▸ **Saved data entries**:
= Beginning of Section =

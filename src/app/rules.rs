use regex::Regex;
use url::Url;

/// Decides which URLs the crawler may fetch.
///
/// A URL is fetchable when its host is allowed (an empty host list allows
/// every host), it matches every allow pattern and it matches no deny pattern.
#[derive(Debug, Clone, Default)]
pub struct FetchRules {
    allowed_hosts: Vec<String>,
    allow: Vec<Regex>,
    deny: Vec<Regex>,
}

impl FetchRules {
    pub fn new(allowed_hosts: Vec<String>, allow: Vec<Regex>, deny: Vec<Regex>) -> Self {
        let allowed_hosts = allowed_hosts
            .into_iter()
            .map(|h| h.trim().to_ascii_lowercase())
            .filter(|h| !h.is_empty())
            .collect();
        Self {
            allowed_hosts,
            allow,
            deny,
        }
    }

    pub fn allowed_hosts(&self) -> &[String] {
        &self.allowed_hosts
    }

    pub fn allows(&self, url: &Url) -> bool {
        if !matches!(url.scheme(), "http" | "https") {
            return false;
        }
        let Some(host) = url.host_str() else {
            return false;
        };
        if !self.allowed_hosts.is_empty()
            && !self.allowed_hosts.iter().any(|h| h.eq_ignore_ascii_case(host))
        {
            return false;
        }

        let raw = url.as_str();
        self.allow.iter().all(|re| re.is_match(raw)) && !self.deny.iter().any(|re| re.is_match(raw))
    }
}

= End of Section =
= Beginning of Section =

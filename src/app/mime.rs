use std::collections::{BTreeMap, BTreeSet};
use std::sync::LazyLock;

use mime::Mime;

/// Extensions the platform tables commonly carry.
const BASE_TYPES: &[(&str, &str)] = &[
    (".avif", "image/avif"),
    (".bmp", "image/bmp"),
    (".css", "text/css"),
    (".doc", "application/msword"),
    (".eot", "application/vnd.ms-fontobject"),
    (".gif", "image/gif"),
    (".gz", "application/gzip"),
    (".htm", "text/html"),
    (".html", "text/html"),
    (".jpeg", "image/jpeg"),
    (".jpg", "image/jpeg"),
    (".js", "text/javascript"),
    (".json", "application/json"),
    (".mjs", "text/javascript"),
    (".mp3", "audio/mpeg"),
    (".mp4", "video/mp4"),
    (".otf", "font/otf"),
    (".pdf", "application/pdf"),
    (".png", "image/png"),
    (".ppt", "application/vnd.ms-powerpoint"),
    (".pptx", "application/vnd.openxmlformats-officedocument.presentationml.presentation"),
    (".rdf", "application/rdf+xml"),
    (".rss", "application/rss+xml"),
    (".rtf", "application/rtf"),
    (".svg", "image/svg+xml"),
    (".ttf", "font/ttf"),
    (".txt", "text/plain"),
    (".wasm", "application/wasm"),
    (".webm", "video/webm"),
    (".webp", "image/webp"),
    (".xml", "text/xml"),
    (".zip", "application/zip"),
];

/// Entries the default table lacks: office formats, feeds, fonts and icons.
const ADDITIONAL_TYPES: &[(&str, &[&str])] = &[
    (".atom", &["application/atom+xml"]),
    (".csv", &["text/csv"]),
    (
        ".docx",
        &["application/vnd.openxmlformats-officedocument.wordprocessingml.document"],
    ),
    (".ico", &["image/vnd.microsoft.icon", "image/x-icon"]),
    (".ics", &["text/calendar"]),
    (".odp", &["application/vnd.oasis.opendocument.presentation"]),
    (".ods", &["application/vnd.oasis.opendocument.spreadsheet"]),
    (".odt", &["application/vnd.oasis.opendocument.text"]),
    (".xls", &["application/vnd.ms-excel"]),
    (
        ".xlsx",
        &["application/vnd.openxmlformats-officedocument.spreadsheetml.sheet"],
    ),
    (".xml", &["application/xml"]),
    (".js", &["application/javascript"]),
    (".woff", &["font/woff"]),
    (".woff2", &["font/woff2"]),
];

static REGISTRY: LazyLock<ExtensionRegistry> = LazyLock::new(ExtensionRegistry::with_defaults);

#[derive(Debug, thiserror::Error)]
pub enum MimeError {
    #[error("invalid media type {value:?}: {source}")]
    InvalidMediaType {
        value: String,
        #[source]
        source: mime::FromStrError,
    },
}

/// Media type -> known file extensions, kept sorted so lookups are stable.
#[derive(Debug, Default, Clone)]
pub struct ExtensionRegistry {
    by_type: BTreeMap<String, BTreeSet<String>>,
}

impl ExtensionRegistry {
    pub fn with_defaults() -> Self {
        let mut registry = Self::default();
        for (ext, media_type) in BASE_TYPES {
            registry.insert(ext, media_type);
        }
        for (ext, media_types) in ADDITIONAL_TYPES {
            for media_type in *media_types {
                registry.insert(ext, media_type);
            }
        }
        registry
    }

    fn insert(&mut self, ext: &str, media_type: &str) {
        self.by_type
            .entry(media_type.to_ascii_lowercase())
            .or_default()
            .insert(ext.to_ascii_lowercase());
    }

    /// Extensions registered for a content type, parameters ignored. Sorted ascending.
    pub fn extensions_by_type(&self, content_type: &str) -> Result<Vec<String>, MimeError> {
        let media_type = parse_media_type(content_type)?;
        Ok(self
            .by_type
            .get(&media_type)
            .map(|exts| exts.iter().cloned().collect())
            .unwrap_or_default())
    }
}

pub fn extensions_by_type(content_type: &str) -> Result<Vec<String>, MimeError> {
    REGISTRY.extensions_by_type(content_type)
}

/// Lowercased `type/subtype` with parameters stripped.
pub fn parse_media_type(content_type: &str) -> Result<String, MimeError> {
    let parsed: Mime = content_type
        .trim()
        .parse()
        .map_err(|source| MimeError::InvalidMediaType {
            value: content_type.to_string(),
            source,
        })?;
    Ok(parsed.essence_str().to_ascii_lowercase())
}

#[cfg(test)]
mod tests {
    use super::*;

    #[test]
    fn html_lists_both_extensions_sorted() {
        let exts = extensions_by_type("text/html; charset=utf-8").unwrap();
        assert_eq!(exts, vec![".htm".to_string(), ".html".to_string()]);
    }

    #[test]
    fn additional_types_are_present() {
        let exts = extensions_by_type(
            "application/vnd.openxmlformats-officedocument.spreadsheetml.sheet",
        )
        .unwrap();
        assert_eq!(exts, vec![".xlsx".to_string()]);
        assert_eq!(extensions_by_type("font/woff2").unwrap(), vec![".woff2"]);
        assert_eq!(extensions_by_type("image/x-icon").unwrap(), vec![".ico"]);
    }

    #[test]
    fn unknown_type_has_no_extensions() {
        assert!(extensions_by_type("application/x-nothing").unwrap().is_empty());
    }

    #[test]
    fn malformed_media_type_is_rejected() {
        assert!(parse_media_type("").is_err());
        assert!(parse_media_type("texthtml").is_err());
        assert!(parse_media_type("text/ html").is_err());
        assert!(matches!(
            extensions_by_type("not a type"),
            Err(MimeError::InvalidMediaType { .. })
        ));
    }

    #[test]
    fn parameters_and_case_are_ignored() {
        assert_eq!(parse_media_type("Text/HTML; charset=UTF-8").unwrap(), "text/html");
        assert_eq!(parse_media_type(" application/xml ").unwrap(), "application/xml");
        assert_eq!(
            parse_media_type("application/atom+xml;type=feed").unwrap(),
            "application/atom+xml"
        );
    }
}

= End of Section =

▸ **Task prompt**:
Read through the data and copy every line where "Regex" shows up.

▸ **Task answer**:
use regex::Regex;
    allow: Vec<Regex>,
    deny: Vec<Regex>,
    pub fn new(allowed_hosts: Vec<String>, allow: Vec<Regex>, deny: Vec<Regex>) -> Self {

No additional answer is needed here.